→ About this exercise:
Search for the word "Value" in the entries. Each line that holds it should be copied.
*** Records shown Section Begins ***
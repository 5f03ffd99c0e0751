//! HUD notification sink.

use std::collections::VecDeque;
use std::sync::Arc;

use parking_lot::Mutex;
use serde::{Deserialize, Serialize};
use serde_json::Value;
use uuid::Uuid;

/// Notification severity shown in the HUD.
#[derive(Debug, Clone, Copy, PartialEq, Eq, Serialize, Deserialize)]
#[serde(rename_all = "lowercase")]
pub enum HudLevel {
    Info,
    Warn,
    Error,
}

/// One HUD notification. Titles carry the `[DGX]` prefix.
#[derive(Debug, Clone, Serialize, Deserialize)]
pub struct HudNotification {
    pub id: String,
    pub title: String,
    pub description: String,
    pub level: HudLevel,
    #[serde(skip_serializing_if = "Option::is_none")]
    pub metadata: Option<Value>,
}

impl HudNotification {
    pub fn new(title: impl AsRef<str>, description: impl Into<String>, level: HudLevel) -> Self {
        Self {
            id: Uuid::new_v4().to_string(),
            title: hud_title(title.as_ref()),
            description: description.into(),
            level,
            metadata: None,
        }
    }

    pub fn with_metadata(mut self, metadata: Value) -> Self {
        self.metadata = Some(metadata);
        self
    }
}

/// Prefix a HUD title with the product tag, once.
pub fn hud_title(title: &str) -> String {
    if title.starts_with("[DGX]") {
        title.to_string()
    } else {
        format!("[DGX] {title}")
    }
}

/// Sink receiving HUD notifications. Implementations must not block and
/// must not throw; callers guard every push.
pub trait HudSink: Send + Sync {
    fn push(&self, notification: HudNotification);
}

/// Bounded in-memory HUD queue; oldest entries are dropped on overflow.
#[derive(Debug)]
pub struct HudQueue {
    capacity: usize,
    entries: Mutex<VecDeque<HudNotification>>,
}

impl HudQueue {
    pub fn new(capacity: usize) -> Arc<Self> {
        Arc::new(Self {
            capacity: capacity.max(1),
            entries: Mutex::new(VecDeque::new()),
        })
    }

    pub fn drain(&self) -> Vec<HudNotification> {
        self.entries.lock().drain(..).collect()
    }

    pub fn snapshot(&self) -> Vec<HudNotification> {
        self.entries.lock().iter().cloned().collect()
    }

    pub fn len(&self) -> usize {
        self.entries.lock().len()
    }

    pub fn is_empty(&self) -> bool {
        self.entries.lock().is_empty()
    }
}

impl HudSink for HudQueue {
    fn push(&self, notification: HudNotification) {
        let mut entries = self.entries.lock();
        if entries.len() == self.capacity {
            entries.pop_front();
        }
        entries.push_back(notification);
    }
}

#[cfg(test)]
mod tests {
    use super::*;

    #[test]
    fn titles_are_prefixed_once() {
        assert_eq!(hud_title("selector miss"), "[DGX] selector miss");
        assert_eq!(hud_title("[DGX] already"), "[DGX] already");
    }

    #[test]
    fn queue_drops_oldest_on_overflow() {
        let queue = HudQueue::new(2);
        for i in 0..3 {
            queue.push(HudNotification::new(
                format!("n{i}"),
                "",
                HudLevel::Info,
            ));
        }
        let entries = queue.drain();
        assert_eq!(entries.len(), 2);
        assert_eq!(entries[0].title, "[DGX] n1");
        assert_eq!(entries[1].title, "[DGX] n2");
    }
}
//! Scroll engines for the DGX workflow core.
//!
//! Three cooperating pieces:
//! - container detection: a strategy cascade locating the scrollable
//!   ancestor (or hinted container) of a target
//! - into-view alignment: a frame-scheduled retry loop that places a
//!   target inside its container subject to alignment and margins
//! - scroll-until: a predicate-driven stepped scroll with deadlines,
//!   delta accounting and no-change detection

pub mod container;
pub mod frame;
pub mod into_view;
pub mod telemetry;
pub mod until;

pub use container::*;
pub use frame::*;
pub use into_view::*;
pub use telemetry::*;
pub use until::*;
*** Records shown Section Ends ***
→ Answer to this exercise:
use serde_json::Value;
    pub metadata: Option<Value>,
    pub fn with_metadata(mut self, metadata: Value) -> Self {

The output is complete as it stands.